§ **Instructions to follow**
From the listing below, copy only the lines from the line that contains "repository e405e9c471a41a89" to the line that contains "use std::time::Duration;", counting those two lines as part of the copy.

§ **Given data**
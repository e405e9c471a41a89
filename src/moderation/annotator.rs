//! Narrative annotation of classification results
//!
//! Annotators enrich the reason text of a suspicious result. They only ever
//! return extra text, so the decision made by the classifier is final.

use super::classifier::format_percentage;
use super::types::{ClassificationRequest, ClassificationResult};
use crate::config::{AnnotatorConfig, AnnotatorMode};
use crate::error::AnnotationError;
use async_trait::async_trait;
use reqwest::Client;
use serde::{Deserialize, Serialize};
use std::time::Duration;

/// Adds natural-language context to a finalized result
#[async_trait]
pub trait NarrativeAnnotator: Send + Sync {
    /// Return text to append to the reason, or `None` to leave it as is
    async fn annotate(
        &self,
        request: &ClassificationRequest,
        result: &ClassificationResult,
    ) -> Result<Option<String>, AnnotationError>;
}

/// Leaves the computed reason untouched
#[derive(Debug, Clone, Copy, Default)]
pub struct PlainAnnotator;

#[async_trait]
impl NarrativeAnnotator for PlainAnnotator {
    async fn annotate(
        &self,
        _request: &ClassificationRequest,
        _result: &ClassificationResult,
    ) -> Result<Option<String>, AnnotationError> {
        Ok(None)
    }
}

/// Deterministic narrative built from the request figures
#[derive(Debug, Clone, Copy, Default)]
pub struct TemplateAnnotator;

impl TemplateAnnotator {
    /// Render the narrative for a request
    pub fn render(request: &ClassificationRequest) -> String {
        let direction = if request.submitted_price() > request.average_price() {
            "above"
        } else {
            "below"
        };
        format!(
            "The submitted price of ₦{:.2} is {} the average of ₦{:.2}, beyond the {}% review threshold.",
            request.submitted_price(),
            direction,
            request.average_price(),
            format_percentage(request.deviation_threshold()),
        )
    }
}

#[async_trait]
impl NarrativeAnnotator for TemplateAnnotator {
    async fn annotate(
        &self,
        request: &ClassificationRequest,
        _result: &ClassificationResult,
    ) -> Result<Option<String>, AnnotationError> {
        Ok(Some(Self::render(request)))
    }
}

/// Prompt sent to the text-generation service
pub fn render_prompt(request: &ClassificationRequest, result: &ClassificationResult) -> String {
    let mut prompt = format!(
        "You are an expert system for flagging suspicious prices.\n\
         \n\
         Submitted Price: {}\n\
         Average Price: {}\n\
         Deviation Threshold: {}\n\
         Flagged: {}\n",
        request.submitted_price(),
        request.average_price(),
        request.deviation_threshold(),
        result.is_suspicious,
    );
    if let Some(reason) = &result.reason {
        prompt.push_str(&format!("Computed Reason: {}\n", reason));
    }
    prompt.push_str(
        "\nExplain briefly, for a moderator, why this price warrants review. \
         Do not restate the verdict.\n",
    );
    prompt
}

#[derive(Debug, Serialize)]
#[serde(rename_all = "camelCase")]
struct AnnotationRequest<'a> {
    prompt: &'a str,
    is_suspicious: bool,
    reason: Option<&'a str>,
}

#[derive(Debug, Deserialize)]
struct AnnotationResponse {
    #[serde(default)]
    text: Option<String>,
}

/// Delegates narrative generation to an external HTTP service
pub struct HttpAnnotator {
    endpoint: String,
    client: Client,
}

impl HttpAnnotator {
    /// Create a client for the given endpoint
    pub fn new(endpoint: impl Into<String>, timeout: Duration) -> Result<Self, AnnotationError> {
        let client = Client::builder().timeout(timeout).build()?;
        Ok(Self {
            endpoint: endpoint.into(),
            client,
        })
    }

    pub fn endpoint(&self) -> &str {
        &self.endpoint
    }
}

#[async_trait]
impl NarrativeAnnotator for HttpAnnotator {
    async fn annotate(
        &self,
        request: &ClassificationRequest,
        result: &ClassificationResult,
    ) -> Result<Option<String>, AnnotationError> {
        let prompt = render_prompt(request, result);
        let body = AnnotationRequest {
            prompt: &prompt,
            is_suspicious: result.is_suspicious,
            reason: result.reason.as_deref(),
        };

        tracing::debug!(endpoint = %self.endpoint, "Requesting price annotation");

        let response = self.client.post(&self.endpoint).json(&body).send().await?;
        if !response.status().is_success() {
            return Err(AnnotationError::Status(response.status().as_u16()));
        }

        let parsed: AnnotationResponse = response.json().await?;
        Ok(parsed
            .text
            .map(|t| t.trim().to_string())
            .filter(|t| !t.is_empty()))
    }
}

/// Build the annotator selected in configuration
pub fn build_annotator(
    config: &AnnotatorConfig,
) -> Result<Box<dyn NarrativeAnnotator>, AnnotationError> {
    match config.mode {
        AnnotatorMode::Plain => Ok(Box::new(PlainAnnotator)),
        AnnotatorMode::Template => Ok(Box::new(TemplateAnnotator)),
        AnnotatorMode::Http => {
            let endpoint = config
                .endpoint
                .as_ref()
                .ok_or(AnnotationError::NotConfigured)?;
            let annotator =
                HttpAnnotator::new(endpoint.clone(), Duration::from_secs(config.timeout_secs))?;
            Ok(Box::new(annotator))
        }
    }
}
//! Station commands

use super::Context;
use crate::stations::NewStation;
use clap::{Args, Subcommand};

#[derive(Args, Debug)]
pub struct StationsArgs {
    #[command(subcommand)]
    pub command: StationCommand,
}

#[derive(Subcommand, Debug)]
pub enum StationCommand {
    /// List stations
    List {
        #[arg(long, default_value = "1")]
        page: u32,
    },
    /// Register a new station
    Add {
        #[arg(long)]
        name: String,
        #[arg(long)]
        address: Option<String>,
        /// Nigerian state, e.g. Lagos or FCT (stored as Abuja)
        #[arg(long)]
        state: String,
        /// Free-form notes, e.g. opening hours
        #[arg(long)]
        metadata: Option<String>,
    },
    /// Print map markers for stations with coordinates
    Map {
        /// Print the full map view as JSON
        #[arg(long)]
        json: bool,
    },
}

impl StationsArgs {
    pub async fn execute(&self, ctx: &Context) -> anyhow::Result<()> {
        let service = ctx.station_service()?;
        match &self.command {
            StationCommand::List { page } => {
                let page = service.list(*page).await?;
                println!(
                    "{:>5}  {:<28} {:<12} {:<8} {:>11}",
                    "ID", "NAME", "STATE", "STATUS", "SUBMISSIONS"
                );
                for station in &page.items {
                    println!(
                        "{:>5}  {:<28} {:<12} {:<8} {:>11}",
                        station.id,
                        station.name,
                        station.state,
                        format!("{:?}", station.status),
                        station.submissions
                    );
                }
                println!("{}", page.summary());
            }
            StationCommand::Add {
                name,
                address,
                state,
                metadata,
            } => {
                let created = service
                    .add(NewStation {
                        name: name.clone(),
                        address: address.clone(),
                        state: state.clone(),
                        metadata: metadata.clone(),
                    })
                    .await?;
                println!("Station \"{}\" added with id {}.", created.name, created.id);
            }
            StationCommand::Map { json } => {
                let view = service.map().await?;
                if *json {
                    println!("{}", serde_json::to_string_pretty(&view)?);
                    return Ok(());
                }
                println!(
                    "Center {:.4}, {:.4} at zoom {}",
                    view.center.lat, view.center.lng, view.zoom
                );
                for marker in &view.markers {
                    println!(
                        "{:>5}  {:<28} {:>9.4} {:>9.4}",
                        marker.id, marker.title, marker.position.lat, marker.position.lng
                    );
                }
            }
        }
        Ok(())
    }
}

--

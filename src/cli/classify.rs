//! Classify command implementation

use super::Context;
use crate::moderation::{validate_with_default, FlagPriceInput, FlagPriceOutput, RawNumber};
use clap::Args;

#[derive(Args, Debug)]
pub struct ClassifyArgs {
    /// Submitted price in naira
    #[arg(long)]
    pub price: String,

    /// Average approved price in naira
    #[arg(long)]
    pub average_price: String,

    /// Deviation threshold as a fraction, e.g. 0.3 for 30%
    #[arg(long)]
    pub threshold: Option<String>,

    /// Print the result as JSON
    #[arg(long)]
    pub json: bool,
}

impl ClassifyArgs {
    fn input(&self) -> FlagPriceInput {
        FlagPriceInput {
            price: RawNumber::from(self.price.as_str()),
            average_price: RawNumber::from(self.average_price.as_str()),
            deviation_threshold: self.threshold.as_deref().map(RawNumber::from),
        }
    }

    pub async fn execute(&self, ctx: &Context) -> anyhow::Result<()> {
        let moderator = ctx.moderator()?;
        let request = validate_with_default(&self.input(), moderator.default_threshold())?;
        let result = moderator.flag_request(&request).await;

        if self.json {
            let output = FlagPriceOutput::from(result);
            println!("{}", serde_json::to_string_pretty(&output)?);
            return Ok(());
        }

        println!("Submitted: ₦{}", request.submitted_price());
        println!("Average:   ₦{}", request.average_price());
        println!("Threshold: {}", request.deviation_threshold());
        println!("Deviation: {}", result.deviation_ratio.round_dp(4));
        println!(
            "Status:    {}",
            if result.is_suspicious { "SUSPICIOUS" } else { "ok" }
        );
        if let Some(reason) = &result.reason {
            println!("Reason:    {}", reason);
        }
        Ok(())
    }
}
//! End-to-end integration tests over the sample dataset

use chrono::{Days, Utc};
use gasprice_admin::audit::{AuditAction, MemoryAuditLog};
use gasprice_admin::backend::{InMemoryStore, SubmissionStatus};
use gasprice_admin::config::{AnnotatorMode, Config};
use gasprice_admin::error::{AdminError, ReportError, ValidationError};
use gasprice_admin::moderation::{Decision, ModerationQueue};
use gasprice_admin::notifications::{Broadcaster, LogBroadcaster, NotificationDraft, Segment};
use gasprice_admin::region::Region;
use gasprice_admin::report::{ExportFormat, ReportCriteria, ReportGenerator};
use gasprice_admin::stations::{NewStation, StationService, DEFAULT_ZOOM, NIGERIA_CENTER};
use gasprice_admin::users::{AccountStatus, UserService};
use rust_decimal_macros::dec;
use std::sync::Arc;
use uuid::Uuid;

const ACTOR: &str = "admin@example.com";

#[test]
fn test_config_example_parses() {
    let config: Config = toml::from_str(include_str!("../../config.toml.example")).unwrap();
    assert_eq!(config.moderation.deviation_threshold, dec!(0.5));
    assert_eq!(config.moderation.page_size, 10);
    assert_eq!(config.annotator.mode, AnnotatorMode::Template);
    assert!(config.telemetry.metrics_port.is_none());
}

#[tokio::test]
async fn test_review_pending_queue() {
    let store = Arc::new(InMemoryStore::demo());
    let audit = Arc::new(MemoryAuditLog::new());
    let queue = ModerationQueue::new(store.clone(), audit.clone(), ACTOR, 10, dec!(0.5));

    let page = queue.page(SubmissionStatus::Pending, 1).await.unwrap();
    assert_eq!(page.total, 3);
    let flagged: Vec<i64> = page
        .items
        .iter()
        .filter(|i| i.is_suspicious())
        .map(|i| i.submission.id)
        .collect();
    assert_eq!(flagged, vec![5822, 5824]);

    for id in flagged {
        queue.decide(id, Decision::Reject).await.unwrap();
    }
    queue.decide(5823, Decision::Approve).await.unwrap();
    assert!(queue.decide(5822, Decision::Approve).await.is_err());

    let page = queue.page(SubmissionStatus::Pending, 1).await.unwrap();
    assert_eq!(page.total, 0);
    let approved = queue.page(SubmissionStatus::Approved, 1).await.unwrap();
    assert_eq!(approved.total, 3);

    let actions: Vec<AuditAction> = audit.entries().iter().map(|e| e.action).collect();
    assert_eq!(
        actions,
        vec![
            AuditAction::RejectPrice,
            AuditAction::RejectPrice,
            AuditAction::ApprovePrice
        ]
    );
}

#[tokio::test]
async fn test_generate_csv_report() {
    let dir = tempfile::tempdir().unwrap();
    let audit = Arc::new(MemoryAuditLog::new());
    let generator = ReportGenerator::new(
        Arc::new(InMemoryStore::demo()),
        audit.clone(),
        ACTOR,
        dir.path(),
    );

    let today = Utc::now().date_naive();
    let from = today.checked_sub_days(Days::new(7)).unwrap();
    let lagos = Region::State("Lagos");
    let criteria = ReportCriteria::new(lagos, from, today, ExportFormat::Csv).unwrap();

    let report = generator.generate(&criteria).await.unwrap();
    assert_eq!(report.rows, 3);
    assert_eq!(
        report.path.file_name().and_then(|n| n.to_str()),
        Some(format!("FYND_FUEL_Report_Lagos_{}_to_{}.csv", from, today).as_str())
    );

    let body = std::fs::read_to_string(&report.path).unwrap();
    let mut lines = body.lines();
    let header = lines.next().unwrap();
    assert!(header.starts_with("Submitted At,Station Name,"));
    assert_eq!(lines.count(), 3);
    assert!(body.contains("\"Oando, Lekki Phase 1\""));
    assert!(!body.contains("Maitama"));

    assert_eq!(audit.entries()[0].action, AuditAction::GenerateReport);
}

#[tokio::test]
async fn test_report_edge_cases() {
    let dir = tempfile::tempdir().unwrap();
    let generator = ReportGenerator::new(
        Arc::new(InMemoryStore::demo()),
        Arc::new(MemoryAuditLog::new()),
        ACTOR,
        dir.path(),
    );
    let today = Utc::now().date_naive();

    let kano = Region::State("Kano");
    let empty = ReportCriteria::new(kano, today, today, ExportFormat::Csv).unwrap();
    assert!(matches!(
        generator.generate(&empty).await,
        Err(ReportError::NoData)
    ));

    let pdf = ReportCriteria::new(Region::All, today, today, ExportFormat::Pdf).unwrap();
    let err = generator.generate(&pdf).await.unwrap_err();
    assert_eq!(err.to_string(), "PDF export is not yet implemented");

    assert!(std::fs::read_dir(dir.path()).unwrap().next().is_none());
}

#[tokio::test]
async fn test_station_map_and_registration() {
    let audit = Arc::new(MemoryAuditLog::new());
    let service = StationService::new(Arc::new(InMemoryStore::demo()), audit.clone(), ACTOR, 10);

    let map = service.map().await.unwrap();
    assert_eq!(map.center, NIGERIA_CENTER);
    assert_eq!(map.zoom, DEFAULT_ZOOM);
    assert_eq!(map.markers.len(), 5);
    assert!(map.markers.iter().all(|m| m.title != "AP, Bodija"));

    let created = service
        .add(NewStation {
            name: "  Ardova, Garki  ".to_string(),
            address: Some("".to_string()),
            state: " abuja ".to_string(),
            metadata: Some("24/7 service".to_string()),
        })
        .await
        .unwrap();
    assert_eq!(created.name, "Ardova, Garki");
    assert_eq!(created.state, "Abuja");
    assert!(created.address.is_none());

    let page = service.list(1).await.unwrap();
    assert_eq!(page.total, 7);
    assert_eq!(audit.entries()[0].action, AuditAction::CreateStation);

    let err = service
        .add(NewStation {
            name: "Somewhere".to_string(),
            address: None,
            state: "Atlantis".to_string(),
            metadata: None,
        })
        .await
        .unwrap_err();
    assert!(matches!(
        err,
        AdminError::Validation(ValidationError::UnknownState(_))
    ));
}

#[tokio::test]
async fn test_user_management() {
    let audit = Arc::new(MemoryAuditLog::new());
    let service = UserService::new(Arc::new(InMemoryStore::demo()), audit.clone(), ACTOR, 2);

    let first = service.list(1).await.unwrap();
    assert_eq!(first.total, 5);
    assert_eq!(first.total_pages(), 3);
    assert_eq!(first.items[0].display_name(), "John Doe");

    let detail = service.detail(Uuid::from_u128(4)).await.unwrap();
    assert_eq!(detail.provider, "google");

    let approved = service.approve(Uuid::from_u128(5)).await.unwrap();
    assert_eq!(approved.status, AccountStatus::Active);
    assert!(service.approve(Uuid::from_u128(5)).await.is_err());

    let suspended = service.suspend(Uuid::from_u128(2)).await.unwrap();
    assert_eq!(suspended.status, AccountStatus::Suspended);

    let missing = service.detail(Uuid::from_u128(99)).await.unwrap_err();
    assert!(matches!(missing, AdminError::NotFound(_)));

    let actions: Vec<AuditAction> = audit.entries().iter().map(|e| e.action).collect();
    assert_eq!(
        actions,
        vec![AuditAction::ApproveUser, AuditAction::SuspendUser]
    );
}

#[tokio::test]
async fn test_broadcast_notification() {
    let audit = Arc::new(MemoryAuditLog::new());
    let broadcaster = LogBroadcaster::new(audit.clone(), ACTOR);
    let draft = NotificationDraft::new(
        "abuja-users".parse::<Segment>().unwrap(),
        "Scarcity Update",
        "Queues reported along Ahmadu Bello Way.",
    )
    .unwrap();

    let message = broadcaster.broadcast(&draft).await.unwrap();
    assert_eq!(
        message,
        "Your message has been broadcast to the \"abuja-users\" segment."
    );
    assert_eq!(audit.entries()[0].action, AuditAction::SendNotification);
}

§ **Solution to the problem**
repository e405e9c471a41a89
filename src/moderation/annotator.rs
//! Narrative annotation of classification results
//!
//! Annotators enrich the reason text of a suspicious result. They only ever
//! return extra text, so the decision made by the classifier is final.

use super::classifier::format_percentage;
use super::types::{ClassificationRequest, ClassificationResult};
use crate::config::{AnnotatorConfig, AnnotatorMode};
use crate::error::AnnotationError;
use async_trait::async_trait;
use reqwest::Client;
use serde::{Deserialize, Serialize};
use std::time::Duration;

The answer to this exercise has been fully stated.